[Stored data entries]

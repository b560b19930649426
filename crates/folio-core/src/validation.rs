//! # Validation Module
//!
//! Input validation for everything that enters the catalog or a purchase.
//!
//! ## Validation Strategy
//! ```text
//! ┌─────────────────────────────────────────────────────────────────────────┐
//! │                      Validation Layers                                  │
//! │                                                                         │
//! │  Layer 1: Field checks (THIS MODULE)                                   │
//! │  ├── Names, ISBNs, country codes                                       │
//! │  └── Quantities and prices                                             │
//! │           │                                                             │
//! │           ▼                                                             │
//! │  Layer 2: Entity construction (Purchase::new, Catalog::add_*)          │
//! │  ├── Non-empty items, single currency                                  │
//! │  └── Referenced master records exist                                   │
//! │           │                                                             │
//! │           ▼                                                             │
//! │  Layer 3: Recording (Data::record_purchase)                            │
//! │  └── Denormalized country codes match the catalog                      │
//! └─────────────────────────────────────────────────────────────────────────┘
//! ```
//!
//! ## Usage
//! ```rust
//! use folio_core::validation::{validate_isbn13, validate_item_amount};
//!
//! validate_isbn13("9780306406157").unwrap();
//! validate_item_amount(5).unwrap();
//! ```

use crate::error::ValidationError;
use crate::money::Money;
use crate::{MAX_ITEM_AMOUNT, MAX_PRICE_MINOR};

/// Result type for validation operations.
pub type ValidationResult<T> = Result<T, ValidationError>;

/// Longest accepted name / title.
const MAX_NAME_LEN: usize = 200;

// =============================================================================
// String Validators
// =============================================================================

/// Validates a display name or title.
///
/// ## Rules
/// - Must not be empty after trimming
/// - At most 200 characters
///
/// Returns the trimmed value.
pub fn validate_name(field: &str, value: &str) -> ValidationResult<String> {
    let value = value.trim();

    if value.is_empty() {
        return Err(ValidationError::Required {
            field: field.to_string(),
        });
    }

    if value.chars().count() > MAX_NAME_LEN {
        return Err(ValidationError::TooLong {
            field: field.to_string(),
            max: MAX_NAME_LEN,
        });
    }

    Ok(value.to_string())
}

/// Validates an ISBN-13 including its check digit.
///
/// Hyphens are ignored; the normalized 13-digit string is returned.
///
/// ## Example
/// ```rust
/// use folio_core::validation::validate_isbn13;
///
/// assert_eq!(validate_isbn13("978-0-306-40615-7").unwrap(), "9780306406157");
/// assert!(validate_isbn13("9780306406158").is_err()); // bad check digit
/// assert!(validate_isbn13("").is_err());
/// ```
pub fn validate_isbn13(isbn: &str) -> ValidationResult<String> {
    let digits: String = isbn.trim().chars().filter(|c| *c != '-').collect();

    if digits.is_empty() {
        return Err(ValidationError::Required {
            field: "isbn13".to_string(),
        });
    }

    if digits.len() != 13 || !digits.chars().all(|c| c.is_ascii_digit()) {
        return Err(ValidationError::InvalidFormat {
            field: "isbn13".to_string(),
            reason: "must be 13 digits".to_string(),
        });
    }

    let checksum: u32 = digits
        .bytes()
        .enumerate()
        .map(|(i, b)| {
            let digit = u32::from(b - b'0');
            if i % 2 == 0 {
                digit
            } else {
                digit * 3
            }
        })
        .sum();

    if checksum % 10 != 0 {
        return Err(ValidationError::InvalidFormat {
            field: "isbn13".to_string(),
            reason: "check digit mismatch".to_string(),
        });
    }

    Ok(digits)
}

/// Validates an ISO 3166 alpha-2 country code.
///
/// Returns the upper-cased two letters.
pub fn validate_country_code(code: &str) -> ValidationResult<[u8; 2]> {
    let code = code.trim();

    match code.as_bytes() {
        [a, b] if a.is_ascii_alphabetic() && b.is_ascii_alphabetic() => {
            Ok([a.to_ascii_uppercase(), b.to_ascii_uppercase()])
        }
        [] => Err(ValidationError::Required {
            field: "country".to_string(),
        }),
        _ => Err(ValidationError::InvalidFormat {
            field: "country".to_string(),
            reason: "must be an ISO 3166 alpha-2 code".to_string(),
        }),
    }
}

// =============================================================================
// Numeric Validators
// =============================================================================

/// Validates the sold quantity of a purchase item.
///
/// ## Rules
/// - Must be positive (> 0)
/// - Must not exceed MAX_ITEM_AMOUNT
pub fn validate_item_amount(amount: u32) -> ValidationResult<()> {
    if amount == 0 {
        return Err(ValidationError::MustBePositive {
            field: "amount".to_string(),
        });
    }

    if amount > MAX_ITEM_AMOUNT {
        return Err(ValidationError::OutOfRange {
            field: "amount".to_string(),
            min: 1,
            max: i64::from(MAX_ITEM_AMOUNT),
        });
    }

    Ok(())
}

/// Validates a price.
///
/// ## Rules
/// - Must be non-negative (>= 0)
/// - Zero is allowed (giveaways)
/// - Must not exceed MAX_PRICE_MINOR
pub fn validate_price(price: Money) -> ValidationResult<()> {
    if price.is_negative() || price.minor() > MAX_PRICE_MINOR {
        return Err(ValidationError::OutOfRange {
            field: "price".to_string(),
            min: 0,
            max: MAX_PRICE_MINOR,
        });
    }

    Ok(())
}

// =============================================================================
// Unit Tests
// =============================================================================
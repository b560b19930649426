//! # Range
//!
//! Inclusive integer interval, used for the span of years that hold
//! purchase data. Year selectors bound their input with it.

use serde::{Deserialize, Serialize};
use std::fmt;

use crate::error::ValidationError;
use crate::validation::ValidationResult;

/// An inclusive interval `lower..=upper` with `lower <= upper`.
#[derive(Debug, Clone, Copy, PartialEq, Eq, Hash, Serialize, Deserialize)]
pub struct Range {
    lower: i32,
    upper: i32,
}

impl Range {
    /// Creates a range, rejecting inverted bounds.
    ///
    /// ## Example
    /// ```rust
    /// use folio_core::Range;
    ///
    /// let years = Range::new(2019, 2024).unwrap();
    /// assert!(years.contains(2020));
    /// assert!(Range::new(2024, 2019).is_err());
    /// ```
    pub fn new(lower: i32, upper: i32) -> ValidationResult<Self> {
        if lower > upper {
            return Err(ValidationError::InvalidRange { lower, upper });
        }
        Ok(Range { lower, upper })
    }

    /// A degenerate range holding exactly one value.
    #[inline]
    pub const fn single(value: i32) -> Self {
        Range {
            lower: value,
            upper: value,
        }
    }

    /// The smallest range holding both values, in either order.
    #[inline]
    pub fn spanning(a: i32, b: i32) -> Self {
        Range {
            lower: a.min(b),
            upper: a.max(b),
        }
    }

    /// Whether `value` lies within the bounds (inclusive).
    #[inline]
    pub const fn contains(&self, value: i32) -> bool {
        self.lower <= value && value <= self.upper
    }

    #[inline]
    pub const fn lower_bound(&self) -> i32 {
        self.lower
    }

    #[inline]
    pub const fn upper_bound(&self) -> i32 {
        self.upper
    }

    /// Number of values in the range (never zero).
    #[inline]
    pub fn len(&self) -> u64 {
        (i64::from(self.upper) - i64::from(self.lower) + 1) as u64
    }

    /// Clamps `value` into the range.
    #[inline]
    pub fn clamp(&self, value: i32) -> i32 {
        value.clamp(self.lower, self.upper)
    }

    /// Iterates every value in the range, ascending.
    pub fn iter(&self) -> std::ops::RangeInclusive<i32> {
        self.lower..=self.upper
    }
}

impl IntoIterator for Range {
    type Item = i32;
    type IntoIter = std::ops::RangeInclusive<i32>;

    fn into_iter(self) -> Self::IntoIter {
        self.iter()
    }
}

impl fmt::Display for Range {
    fn fmt(&self, f: &mut fmt::Formatter<'_>) -> fmt::Result {
        write!(f, "{}..={}", self.lower, self.upper)
    }
}

#[cfg(test)]
mod tests {
    use super::*;

    #[test]
    fn test_contains_is_inclusive() {
        let range = Range::new(2010, 2012).unwrap();
        assert!(range.contains(2010));
        assert!(range.contains(2012));
        assert!(!range.contains(2009));
        assert!(!range.contains(2013));
    }

    #[test]
    fn test_single() {
        let range = Range::single(2026);
        assert_eq!(range.lower_bound(), 2026);
        assert_eq!(range.upper_bound(), 2026);
        assert_eq!(range.len(), 1);
        assert_eq!(range.iter().collect::<Vec<_>>(), vec![2026]);
    }

    #[test]
    fn test_inverted_bounds_rejected() {
        let err = Range::new(5, 4).unwrap_err();
        assert!(matches!(err, ValidationError::InvalidRange { lower: 5, upper: 4 }));
    }

    #[test]
    fn test_spanning_orders_bounds() {
        assert_eq!(Range::spanning(2024, 2019), Range::new(2019, 2024).unwrap());
        assert_eq!(Range::spanning(7, 7), Range::single(7));
    }

    #[test]
    fn test_clamp_and_len() {
        let range = Range::new(-2, 3).unwrap();
        assert_eq!(range.len(), 6);
        assert_eq!(range.clamp(10), 3);
        assert_eq!(range.clamp(-10), -2);
        assert_eq!(range.clamp(0), 0);
        assert_eq!(range.to_string(), "-2..=3");
    }

    #[test]
    fn test_extreme_bounds() {
        let range = Range::new(i32::MIN, i32::MAX).unwrap();
        assert_eq!(range.len(), 1u64 << 32);
    }
}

* What is expected: Track down all lines above with the string "RangeInclusive" and copy them.

* Solution to this exercise:
    pub fn iter(&self) -> std::ops::RangeInclusive<i32> {
    type IntoIter = std::ops::RangeInclusive<i32>;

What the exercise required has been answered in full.